Clinical experience with antithrombin III concentrate in treatment of congenital and acquired deficiency of antithrombin. The Antithrombin III Study Group

R S Schwartz et al. Am J Med. .

Abstract

Phase I clinical studies of antithrombin III (ATIII) concentrate demonstrated a mean in vivo incremental recovery of functional activity of 1.4 percent per unit/kg administered, an initial 50 percent disappearance time of 22 hours, and a biologic half-life of 3.8 days. Based on these observations, a treatment regimen designed to maintain plasma ATIII levels between 75 and 120 percent of normal has been developed.
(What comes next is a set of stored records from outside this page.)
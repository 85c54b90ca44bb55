//! Application configuration. Everything has a compiled-in default; a
//! TOML file overrides the parts it names.

use anyhow::{Context, Result};
use serde::{Deserialize, Serialize};
use std::path::Path;

use crate::detect::correlation::CorrelationPolicy;
use crate::detect::DetectionThresholds;
use crate::monitor::MonitorConfig;

#[derive(Debug, Clone, Serialize, Deserialize)]
#[serde(default)]
pub struct AppConfig {
    /// SQLite database path.
    pub db_path: String,
    /// Log buffer capacity (records); the store evicts past this.
    pub buffer_capacity: i64,
    /// Directory of `.rule` files.
    pub rules_dir: String,
    /// Optional JSONL sink for records that fail normalization.
    pub failed_log_path: Option<String>,
    pub monitor: MonitorConfig,
    pub thresholds: DetectionThresholds,
    pub correlation: CorrelationPolicy,
}

impl Default for AppConfig {
    fn default() -> Self {
        Self {
            db_path: "data/logtriage.db".into(),
            buffer_capacity: 1000,
            rules_dir: "rules".into(),
            failed_log_path: None,
            monitor: MonitorConfig::default(),
            thresholds: DetectionThresholds::default(),
            correlation: CorrelationPolicy::default(),
        }
    }
}

impl AppConfig {
    pub fn load(path: &Path) -> Result<Self> {
        let content = std::fs::read_to_string(path)
            .with_context(|| format!("failed to read config file {}", path.display()))?;
        let config: AppConfig = toml::from_str(&content)
            .with_context(|| format!("failed to parse config file {}", path.display()))?;
        config.thresholds.validate()?;
        Ok(config)
    }

    /// Load `path` if given, otherwise defaults.
    pub fn load_or_default(path: Option<&Path>) -> Result<Self> {
        match path {
            Some(p) => Self::load(p),
            None => Ok(Self::default()),
        }
    }
}
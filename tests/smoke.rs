//! Smoke tests -- verify the binary runs and key subcommands exist.

use assert_cmd::Command;

#[test]
fn test_cli_help() {
    Command::cargo_bin("logtriage")
        .unwrap()
        .arg("--help")
        .assert()
        .success()
        .stdout(predicates::str::contains("anomaly triage for cloud log streams"));
}

#[test]
fn test_cli_version() {
    Command::cargo_bin("logtriage")
        .unwrap()
        .arg("--version")
        .assert()
        .success()
        .stdout(predicates::str::contains("logtriage"));
}

#[test]
fn test_ingest_subcommand_exists() {
    Command::cargo_bin("logtriage")
        .unwrap()
        .args(["ingest", "--help"])
        .assert()
        .success();
}

#[test]
fn test_analyze_subcommand_exists() {
    Command::cargo_bin("logtriage")
        .unwrap()
        .args(["analyze", "--help"])
        .assert()
        .success();
}

#[test]
fn test_rules_list_subcommand_exists() {
    Command::cargo_bin("logtriage")
        .unwrap()
        .args(["rules", "list", "--help"])
        .assert()
        .success();
}

#[test]
fn test_simulate_writes_ndjson() {
    let dir = tempfile::tempdir().unwrap();
    let out = dir.path().join("batch.ndjson");

    Command::cargo_bin("logtriage")
        .unwrap()
        .args(["simulate", "--baseline", "10", "--ramp", "5", "--output"])
        .arg(&out)
        .assert()
        .success();

    let body = std::fs::read_to_string(&out).unwrap();
    let lines: Vec<&str> = body.lines().collect();
    assert!(lines.len() >= 15);
    for line in lines {
        serde_json::from_str::<serde_json::Value>(line).unwrap();
    }
}
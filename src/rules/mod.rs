//! Declarative detection rules -- file grammar, condition AST, and the
//! engine that evaluates every loaded rule against normalized records.

pub mod engine;
pub mod parser;

pub use engine::RuleEngine;
pub use parser::{parse_rule_text, Condition, FieldPath};

use std::collections::BTreeMap;
use thiserror::Error;

/// Rule metadata block (`id`, `description`, `severity`, ...).
pub type RuleMeta = BTreeMap<String, String>;

/// A compiled rule. Immutable once loaded; `RuleEngine::reload` swaps the
/// whole set atomically.
#[derive(Debug, Clone)]
pub struct Rule {
    pub meta: RuleMeta,
    /// Conditions ANDed together; a single condition may be an OR-group.
    pub events: Vec<Condition>,
    /// Raw trailing `condition:`/`match:` block. Parsed for round-tripping
    /// but not evaluated -- matching is driven entirely by `events`.
    pub condition: Vec<String>,
}

impl Rule {
    /// True iff every event condition holds for the document.
    pub fn matches(&self, doc: &serde_json::Value) -> bool {
        self.events.iter().all(|c| c.evaluate(doc))
    }
}

#[derive(Debug, Error)]
pub enum RuleParseError {
    #[error("rule has no events block")]
    NoEvents,
    #[error("unrecognized condition on line {line}: {text}")]
    BadCondition { line: usize, text: String },
    #[error("failed to read rule file: {0}")]
    Io(#[from] std::io::Error),
}
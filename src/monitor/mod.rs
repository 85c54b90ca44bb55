//! Monitoring service: the composition root that owns the store, rule
//! engine, detectors, thresholds, cooldown state, and the periodic
//! analysis cycle.

pub mod alerts;
pub mod cooldown;

pub use alerts::{AlertLog, AlertRecord};
pub use cooldown::CooldownTracker;

use anyhow::Result;
use chrono::{DateTime, Duration as ChronoDuration, Utc};
use serde::{Deserialize, Serialize};
use std::path::PathBuf;
use std::sync::{Arc, Mutex, RwLock};
use std::time::{Duration, Instant};
use tracing::{debug, error, info, warn};

use crate::detect::correlation::{CorrelationPolicy, HybridDetector};
use crate::detect::metrics::{self, BaselineMetrics};
use crate::detect::pattern::PatternDetector;
use crate::detect::statistical::StatisticalDetector;
use crate::detect::{AnalysisWindow, Anomaly, DetectionThresholds, Detector, ThresholdUpdate};
use crate::ingest::{IngestFormat, IngestionResult, IngestionService, NormalizedLogEntry};
use crate::rules::{RuleEngine, RuleMeta};
use crate::store::{IndexedLogStore, Pool};

/// Timing and gating knobs for the analysis loop.
#[derive(Debug, Clone, Copy, Serialize, Deserialize)]
#[serde(default)]
pub struct MonitorConfig {
    pub analysis_interval_secs: u64,
    /// Below this many logs in the window, a cycle is skipped.
    pub min_logs_for_analysis: usize,
    pub cooldown_minutes: i64,
    /// Pause after a failed cycle before the loop continues.
    pub error_backoff_secs: u64,
}

impl Default for MonitorConfig {
    fn default() -> Self {
        Self {
            analysis_interval_secs: 60,
            min_logs_for_analysis: 10,
            cooldown_minutes: 30,
            error_backoff_secs: 30,
        }
    }
}

/// Counters exposed to the stats surface.
#[derive(Debug, Clone, Serialize)]
pub struct MonitorStats {
    pub total_logs_processed: usize,
    pub total_anomalies_detected: usize,
    pub total_alerts_recorded: usize,
    pub last_analysis: Option<DateTime<Utc>>,
    pub uptime_start: DateTime<Utc>,
}

/// Outcome of one analysis cycle.
#[derive(Debug, Clone, Serialize)]
pub struct CycleSummary {
    pub logs_analyzed: usize,
    pub anomalies_detected: usize,
    pub alerts_recorded: usize,
    pub suppressed_by_cooldown: usize,
    pub skipped: bool,
    pub duration_ms: f64,
}

/// The service consumers call into. All mutable state is owned here and
/// lock-protected; nothing lives at module level.
pub struct MonitorService {
    config: MonitorConfig,
    store: Arc<IndexedLogStore>,
    rules: Arc<RuleEngine>,
    ingestion: IngestionService,
    alerts: AlertLog,
    thresholds: RwLock<DetectionThresholds>,
    baseline: Mutex<Option<BaselineMetrics>>,
    cooldown: Mutex<CooldownTracker>,
    stats: Mutex<MonitorStats>,
    /// Held for the whole cycle so concurrent cycles cannot overlap.
    cycle_guard: tokio::sync::Mutex<()>,
}

impl MonitorService {
    pub fn new(
        pool: Pool,
        capacity: i64,
        rules_dir: impl Into<PathBuf>,
        config: MonitorConfig,
        thresholds: DetectionThresholds,
        policy: CorrelationPolicy,
        failed_log_path: Option<PathBuf>,
    ) -> Arc<Self> {
        let store = Arc::new(IndexedLogStore::new(pool.clone(), capacity));
        let rules = Arc::new(RuleEngine::load(rules_dir));
        let hybrid = Arc::new(HybridDetector::new(rules.clone(), policy));
        let ingestion = IngestionService::new(store.clone(), hybrid, failed_log_path);

        Arc::new(Self {
            config,
            store,
            rules,
            ingestion,
            alerts: AlertLog::new(pool),
            thresholds: RwLock::new(thresholds),
            baseline: Mutex::new(None),
            cooldown: Mutex::new(CooldownTracker::new(config.cooldown_minutes)),
            stats: Mutex::new(MonitorStats {
                total_logs_processed: 0,
                total_anomalies_detected: 0,
                total_alerts_recorded: 0,
                last_analysis: None,
                uptime_start: Utc::now(),
            }),
            cycle_guard: tokio::sync::Mutex::new(()),
        })
    }

    pub fn store(&self) -> &Arc<IndexedLogStore> {
        &self.store
    }

    // --- Consumer-facing operations ---

    pub async fn ingest(
        &self,
        body: &str,
        source: &str,
        format: IngestFormat,
    ) -> Result<IngestionResult> {
        self.ingestion.ingest(body, source, format).await
    }

    pub async fn get_logs_range(&self, start: i64, end: i64) -> Result<Vec<NormalizedLogEntry>> {
        self.store.get_range(start, end).await
    }

    pub async fn get_anomalies_range(&self, start: i64, end: i64) -> Result<Vec<i64>> {
        self.store.get_anomaly_indices(start, end).await
    }

    pub async fn get_recent_anomalies(&self, count: usize) -> Result<Vec<i64>> {
        self.store.get_recent_anomalies(count).await
    }

    pub fn recent_alerts(&self, limit: usize) -> Result<Vec<AlertRecord>> {
        self.alerts.list_recent(limit)
    }

    pub fn thresholds(&self) -> DetectionThresholds {
        *self.thresholds.read().expect("thresholds lock poisoned")
    }

    /// Apply a partial threshold update. Takes effect on the next
    /// analysis cycle; detectors are re-parameterized per cycle and never
    /// cache stale values.
    pub fn configure_thresholds(&self, update: &ThresholdUpdate) -> Result<DetectionThresholds> {
        let mut thresholds = self.thresholds.write().expect("thresholds lock poisoned");
        let next = thresholds.apply(update)?;
        *thresholds = next;
        info!(?next, "detection thresholds updated");
        Ok(next)
    }

    pub fn reload_rules(&self) -> Result<usize> {
        self.rules.reload()
    }

    pub fn rule_metas(&self) -> Vec<RuleMeta> {
        self.rules.rule_metas()
    }

    pub fn stats(&self) -> MonitorStats {
        self.stats.lock().expect("stats lock poisoned").clone()
    }

    // --- Analysis cycle ---

    /// Run one analysis cycle over the current time window. Safe to call
    /// concurrently with the timer loop; cycles serialize on a guard.
    pub async fn run_analysis_once(&self) -> Result<CycleSummary> {
        let _cycle = self.cycle_guard.lock().await;
        let started = Instant::now();

        let thresholds = self.thresholds();
        let cutoff = Utc::now() - ChronoDuration::minutes(thresholds.time_window_minutes);
        let entries = self.store.get_window(cutoff).await?;
        let total = entries.len();

        if total < self.config.min_logs_for_analysis {
            debug!(total, "insufficient logs for analysis, skipping cycle");
            return Ok(CycleSummary {
                logs_analyzed: total,
                anomalies_detected: 0,
                alerts_recorded: 0,
                suppressed_by_cooldown: 0,
                skipped: true,
                duration_ms: started.elapsed().as_secs_f64() * 1000.0,
            });
        }

        info!(total, window_minutes = thresholds.time_window_minutes, "analyzing window");

        let baseline = self.baseline.lock().expect("baseline lock poisoned").clone();
        let window = AnalysisWindow::new(entries, baseline);

        // Detectors are rebuilt from the current thresholds every cycle.
        let detectors: Vec<Box<dyn Detector>> = vec![
            Box::new(StatisticalDetector::new(thresholds)),
            Box::new(PatternDetector::new(thresholds)),
        ];

        let mut anomalies: Vec<Anomaly> = Vec::new();
        for detector in &detectors {
            match detector.analyze(&window).await {
                Ok(mut found) => anomalies.append(&mut found),
                Err(e) => warn!(detector = detector.name(), "detector failed: {e}"),
            }
        }

        for anomaly in &anomalies {
            for index in &anomaly.sample_log_indices {
                if let Err(e) = self.store.flag_anomaly(*index).await {
                    warn!(index, "failed to flag anomalous log: {e}");
                }
            }
        }

        let (alerts_recorded, suppressed) = self.emit_alerts(&anomalies);

        // This window becomes the volume baseline for the next cycle.
        *self.baseline.lock().expect("baseline lock poisoned") =
            Some(metrics::baseline(&window.entries));

        {
            let mut stats = self.stats.lock().expect("stats lock poisoned");
            stats.total_logs_processed += total;
            stats.total_anomalies_detected += anomalies.len();
            stats.total_alerts_recorded += alerts_recorded;
            stats.last_analysis = Some(Utc::now());
        }

        let summary = CycleSummary {
            logs_analyzed: total,
            anomalies_detected: anomalies.len(),
            alerts_recorded,
            suppressed_by_cooldown: suppressed,
            skipped: false,
            duration_ms: started.elapsed().as_secs_f64() * 1000.0,
        };
        info!(
            anomalies = summary.anomalies_detected,
            alerts = summary.alerts_recorded,
            suppressed = summary.suppressed_by_cooldown,
            "analysis cycle complete"
        );
        Ok(summary)
    }

    fn emit_alerts(&self, anomalies: &[Anomaly]) -> (usize, usize) {
        let now = Utc::now();
        let mut recorded = 0;
        let mut suppressed = 0;
        let mut cooldown = self.cooldown.lock().expect("cooldown lock poisoned");

        for anomaly in anomalies {
            if cooldown.is_on_cooldown(anomaly, now) {
                debug!(kind = anomaly.kind.as_str(), "alert on cooldown, suppressed");
                suppressed += 1;
                continue;
            }
            match self.alerts.record_alert(anomaly) {
                Ok(id) => {
                    info!(
                        %id,
                        kind = anomaly.kind.as_str(),
                        severity = anomaly.severity.as_str(),
                        confidence = anomaly.confidence,
                        "alert recorded: {}",
                        anomaly.description
                    );
                    cooldown.track(anomaly, now);
                    recorded += 1;
                }
                Err(e) => warn!(kind = anomaly.kind.as_str(), "failed to record alert: {e}"),
            }
        }

        (recorded, suppressed)
    }
}

/// Main analysis loop. Runs a cycle on a fixed interval; a failed cycle
/// is logged and retried after a backoff instead of tearing the loop
/// down.
pub async fn run_monitor_loop(service: Arc<MonitorService>) {
    info!(
        interval_secs = service.config.analysis_interval_secs,
        "monitor loop started"
    );
    let mut interval =
        tokio::time::interval(Duration::from_secs(service.config.analysis_interval_secs.max(1)));
    interval.set_missed_tick_behavior(tokio::time::MissedTickBehavior::Delay);

    loop {
        interval.tick().await;

        match service.run_analysis_once().await {
            Ok(summary) if summary.skipped => {}
            Ok(summary) => {
                debug!(
                    logs = summary.logs_analyzed,
                    anomalies = summary.anomalies_detected,
                    "cycle finished in {:.1}ms",
                    summary.duration_ms
                );
            }
            Err(e) => {
                error!("analysis cycle failed: {e:#}");
                tokio::time::sleep(Duration::from_secs(service.config.error_backoff_secs)).await;
            }
        }
    }
}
None of 10 subjects with congenital ATIII deficiency treated prophylactically had evidence of thromboembolism, including four pregnant women at the time of delivery. Five subjects treated for acute thrombosis and/or thromboembolism, four of whom were pregnant, recovered without further thrombotic extension or recurrence. Heparin resistance was reversed in two subjects, both pregnant. Nine subjects with acquired ATIII deficiency also received ATIII treatment for venous or arterial thrombosis or disseminated intravascular coagulation, all with low plasma ATIII levels. Two subjects with disseminated intravascular coagulation demonstrated improvement, one clinically, the other biochemically. All patients with congenital ATIII deficiency survived, but only five of nine with acquired deficiency survived, highlighting the importance in acquired ATIII deficiency of the underlying disease in prognosis. Survival rate was especially poor in subjects with arterial thrombosis in the setting of low plasma ATIII. Administration of ATIII concentrate was well tolerated. None of the subjects who received ATIII concentrate demonstrated evidence of an infectious transmissible agent. These studies demonstrate that it is now feasible to safely replace the deficient protein in congenital ATIII deficiency, either prophylactically or therapeutically.